For chew and contrast, Korean bowls add tteok (떡) — rice cake — most often soft chapssaltteok (mochi-like glutinous rice cake) or a sprinkle of injeolmi dusted in roasted soybean powder. Our complete guide to Korean rice cakes explains why these textures matter so much in modern café desserts. A scoop of green-tea ice cream, a handful of nuts, and a final whisper of matcha powder complete the classic “rich” presentation. The unifying base under it all is sweetened milk ice, frozen overnight — the single element that most separates café-quality bingsu from a homemade letdown.
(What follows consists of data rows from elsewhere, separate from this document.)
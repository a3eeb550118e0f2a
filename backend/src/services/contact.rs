//! Contact message service
//!
//! Stores messages from the public contact form for staff follow-up.

use chrono::{DateTime, Utc};
use serde::{Deserialize, Serialize};
use sqlx::{FromRow, PgPool};
use uuid::Uuid;

use shared::types::{PaginatedResponse, PaginationMeta};
use shared::validation;

use crate::error::{AppError, AppResult};

/// Contact message service
#[derive(Clone)]
pub struct ContactService {
    db: PgPool,
}

/// Input for the public contact form
#[derive(Debug, Deserialize)]
pub struct CreateContactMessageInput {
    pub name: String,
    pub email: String,
    pub phone: Option<String>,
    pub subject: String,
    pub message: String,
}

/// Stored contact message
#[derive(Debug, Clone, Serialize, FromRow)]
pub struct ContactMessage {
    pub id: Uuid,
    pub name: String,
    pub email: String,
    pub phone: Option<String>,
    pub subject: String,
    pub message: String,
    pub is_read: bool,
    pub created_at: DateTime<Utc>,
}

/// Query parameters for listing contact messages
#[derive(Debug, Deserialize)]
pub struct ListContactMessagesQuery {
    pub page: Option<u32>,
    pub limit: Option<u32>,
    pub unread_only: Option<bool>,
}

impl ContactService {
    /// Create a new ContactService instance
    pub fn new(db: PgPool) -> Self {
        Self { db }
    }

    /// Store a message from the public contact form
    pub async fn create(&self, input: CreateContactMessageInput) -> AppResult<ContactMessage> {
        if input.name.trim().is_empty() || input.message.trim().is_empty() {
            return Err(AppError::Validation {
                field: "message".to_string(),
                message: "Name and message are required".to_string(),
                message_th: "กรุณาระบุชื่อและข้อความ".to_string(),
            });
        }
        validation::validate_email(&input.email).map_err(|msg| AppError::Validation {
            field: "email".to_string(),
            message: msg.to_string(),
            message_th: "รูปแบบอีเมลไม่ถูกต้อง".to_string(),
        })?;

        let message = sqlx::query_as::<_, ContactMessage>(
            r#"
            INSERT INTO contact_messages (name, email, phone, subject, message)
            VALUES ($1, $2, $3, $4, $5)
            RETURNING id, name, email, phone, subject, message, is_read, created_at
            "#,
        )
        .bind(&input.name)
        .bind(&input.email)
        .bind(&input.phone)
        .bind(&input.subject)
        .bind(&input.message)
        .fetch_one(&self.db)
        .await?;

        Ok(message)
    }

    /// List contact messages for staff, newest first
    pub async fn list(
        &self,
        query: ListContactMessagesQuery,
    ) -> AppResult<PaginatedResponse<ContactMessage>> {
        let page = query.page.unwrap_or(1).max(1);
        let limit = query.limit.unwrap_or(20).clamp(1, 100);
        let offset = (page - 1) * limit;
        let unread_only = query.unread_only.unwrap_or(false);

        let total_items = sqlx::query_scalar::<_, i64>(
            "SELECT COUNT(*) FROM contact_messages WHERE (NOT $1 OR is_read = FALSE)",
        )
        .bind(unread_only)
        .fetch_one(&self.db)
        .await?;

        let data = sqlx::query_as::<_, ContactMessage>(
            r#"
            SELECT id, name, email, phone, subject, message, is_read, created_at
            FROM contact_messages
            WHERE (NOT $1 OR is_read = FALSE)
            ORDER BY created_at DESC
            LIMIT $2 OFFSET $3
            "#,
        )
        .bind(unread_only)
        .bind(limit as i64)
        .bind(offset as i64)
        .fetch_all(&self.db)
        .await?;

        let total_pages = (total_items as f64 / limit as f64).ceil() as u32;

        Ok(PaginatedResponse {
            data,
            pagination: PaginationMeta {
                page,
                per_page: limit,
                total_items: total_items as u64,
                total_pages,
            },
        })
    }

    /// Mark a contact message as read
    pub async fn mark_read(&self, message_id: Uuid) -> AppResult<()> {
        let result = sqlx::query("UPDATE contact_messages SET is_read = TRUE WHERE id = $1")
            .bind(message_id)
            .execute(&self.db)
            .await?;

        if result.rows_affected() == 0 {
            return Err(AppError::NotFound("Contact message".to_string()));
        }

        Ok(())
    }
}
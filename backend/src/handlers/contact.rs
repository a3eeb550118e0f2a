//! HTTP handlers for contact message endpoints

use axum::{
    extract::{Path, Query, State},
    Json,
};
use uuid::Uuid;

use crate::error::AppResult;
use crate::middleware::AdminUser;
use crate::services::contact::{
    ContactMessage, ContactService, CreateContactMessageInput, ListContactMessagesQuery,
};
use crate::AppState;

use super::{ListResponse, SuccessResponse};

/// Store a message from the public contact form
pub async fn submit_contact_message(
    State(state): State<AppState>,
    Json(input): Json<CreateContactMessageInput>,
) -> AppResult<Json<SuccessResponse>> {
    let service = ContactService::new(state.db);
    service.create(input).await?;
    Ok(Json(SuccessResponse::new("ส่งข้อความเรียบร้อยแล้ว")))
}

/// List contact messages for staff
pub async fn list_contact_messages(
    State(state): State<AppState>,
    _admin: AdminUser,
    Query(query): Query<ListContactMessagesQuery>,
) -> AppResult<Json<ListResponse<ContactMessage>>> {
    let service = ContactService::new(state.db);
    let page = service.list(query).await?;
    Ok(Json(page.into()))
}

/// Mark a contact message as read
pub async fn mark_contact_message_read(
    State(state): State<AppState>,
    _admin: AdminUser,
    Path(message_id): Path<Uuid>,
) -> AppResult<Json<SuccessResponse>> {
    let service = ContactService::new(state.db);
    service.mark_read(message_id).await?;
    Ok(Json(SuccessResponse::new("ทำเครื่องหมายว่าอ่านแล้ว")))
}
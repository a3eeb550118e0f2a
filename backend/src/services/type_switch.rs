//! Membership type-switch migration
//!
//! Moves an application from one membership type to an adjacent one
//! (oc ↔ ac only). The shared fields and every child collection are
//! type-agnostic under the normalized schema, so the switch is a remap of
//! the type-specific payload plus a tag change on the main row, executed
//! under a row lock in a single transaction. A failure at any step leaves
//! the source application untouched.

use serde::{Deserialize, Serialize};
use uuid::Uuid;

use shared::types::MemberType;

use crate::error::{AppError, AppResult};
use crate::services::application::{decode_details, decode_member_type, decode_status};

/// Type-switch service
#[derive(Clone)]
pub struct TypeSwitchService {
    db: sqlx::PgPool,
}

/// Input for the switch-type operation
#[derive(Debug, Deserialize)]
pub struct SwitchTypeInput {
    pub application_id: Uuid,
    pub from_type: String,
    pub to_type: String,
}

/// Identity of the application after the switch.
///
/// Under the normalized schema the application keeps its id across a
/// switch; `new_id` echoes it so callers can redirect to the detail view
/// of the destination type.
#[derive(Debug, Serialize)]
pub struct SwitchOutcome {
    pub new_id: Uuid,
    pub new_type: String,
}

impl TypeSwitchService {
    /// Create a new TypeSwitchService instance
    pub fn new(db: sqlx::PgPool) -> Self {
        Self { db }
    }

    /// Switch an application between adjacent membership types.
    ///
    /// Validates the pair and the application's status before mutating;
    /// the remap and tag change commit atomically or not at all.
    pub async fn switch(&self, admin_id: Uuid, input: SwitchTypeInput) -> AppResult<SwitchOutcome> {
        let from_type = MemberType::from_str(&input.from_type).ok_or_else(|| {
            AppError::Validation {
                field: "from_type".to_string(),
                message: format!("Invalid member type: {}", input.from_type),
                message_th: format!("ประเภทสมาชิกไม่ถูกต้อง: {}", input.from_type),
            }
        })?;
        let to_type = MemberType::from_str(&input.to_type).ok_or_else(|| {
            AppError::Validation {
                field: "to_type".to_string(),
                message: format!("Invalid member type: {}", input.to_type),
                message_th: format!("ประเภทสมาชิกไม่ถูกต้อง: {}", input.to_type),
            }
        })?;

        if !from_type.can_switch_to(to_type) {
            return Err(AppError::Validation {
                field: "to_type".to_string(),
                message: format!(
                    "Switching from {} to {} is not supported",
                    from_type.as_str(),
                    to_type.as_str()
                ),
                message_th: format!(
                    "ไม่รองรับการเปลี่ยนประเภทสมาชิกจาก {} เป็น {}",
                    from_type.display_name_th(),
                    to_type.display_name_th()
                ),
            });
        }

        let mut tx = self.db.begin().await?;

        // Lock the row for the duration of the migration
        let row = sqlx::query_as::<_, (String, i16, serde_json::Value)>(
            r#"
            SELECT member_type, status, type_details
            FROM applications
            WHERE id = $1
            FOR UPDATE
            "#,
        )
        .bind(input.application_id)
        .fetch_optional(&mut *tx)
        .await?
        .ok_or_else(|| AppError::NotFound("Application".to_string()))?;

        let (stored_type, status_code, details_value) = row;

        if decode_member_type(&stored_type)? != from_type {
            return Err(AppError::NotFound(format!(
                "Application under type {}",
                from_type.as_str()
            )));
        }

        let status = decode_status(status_code)?;
        if !status.allows_type_switch() {
            return Err(AppError::InvalidStateTransition(format!(
                "cannot switch the type of an application in status {}",
                status.as_str()
            )));
        }

        let details = decode_details(details_value)?;
        let converted = details.convert_to(to_type).map_err(|e| {
            // Adjacency was already checked; a failure here means the stored
            // payload disagrees with the member_type tag
            AppError::Internal(format!("type details remap failed: {}", e))
        })?;

        let converted_value = serde_json::to_value(&converted)
            .map_err(|e| AppError::Internal(format!("failed to serialize type details: {}", e)))?;

        sqlx::query(
            r#"
            UPDATE applications SET
                member_type = $2,
                type_details = $3,
                updated_at = NOW()
            WHERE id = $1
            "#,
        )
        .bind(input.application_id)
        .bind(to_type.as_str())
        .bind(&converted_value)
        .execute(&mut *tx)
        .await?;

        tx.commit().await?;

        tracing::info!(
            application_id = %input.application_id,
            %admin_id,
            from = from_type.as_str(),
            to = to_type.as_str(),
            "membership type switched"
        );

        Ok(SwitchOutcome {
            new_id: input.application_id,
            new_type: to_type.as_str().to_string(),
        })
    }
}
Techniques and Common Mistakes
Whisking matcha without clumps is the first hurdle. Sift the powder, then whisk it into a small amount of warm (not boiling) milk or water — around 175°F (80°C). Water hotter than 180°F (82°C) scorches matcha and turns it harshly bitter, a top reason home versions taste off.
Freezing the milk ice properly is the second. The sweetened, matcha-whisked milk needs a full overnight freeze (12 hours or more); rushed, under-frozen ice shaves into wet slush instead of dry, fluffy flakes. If you don’t own a bingsu machine, freezing the milk in a shallow tray and scraping it, or briefly blitzing partially frozen cubes, approximates the texture.
Balancing bitterness and sweetness is the final art. Korean palates favor less sugar than Western ones, letting matcha’s earthiness lead — but if your bowl tastes too austere, lean on the red beans and condensed milk rather than dumping sugar into the matcha itself, which muddies its flavor. Taste as you build.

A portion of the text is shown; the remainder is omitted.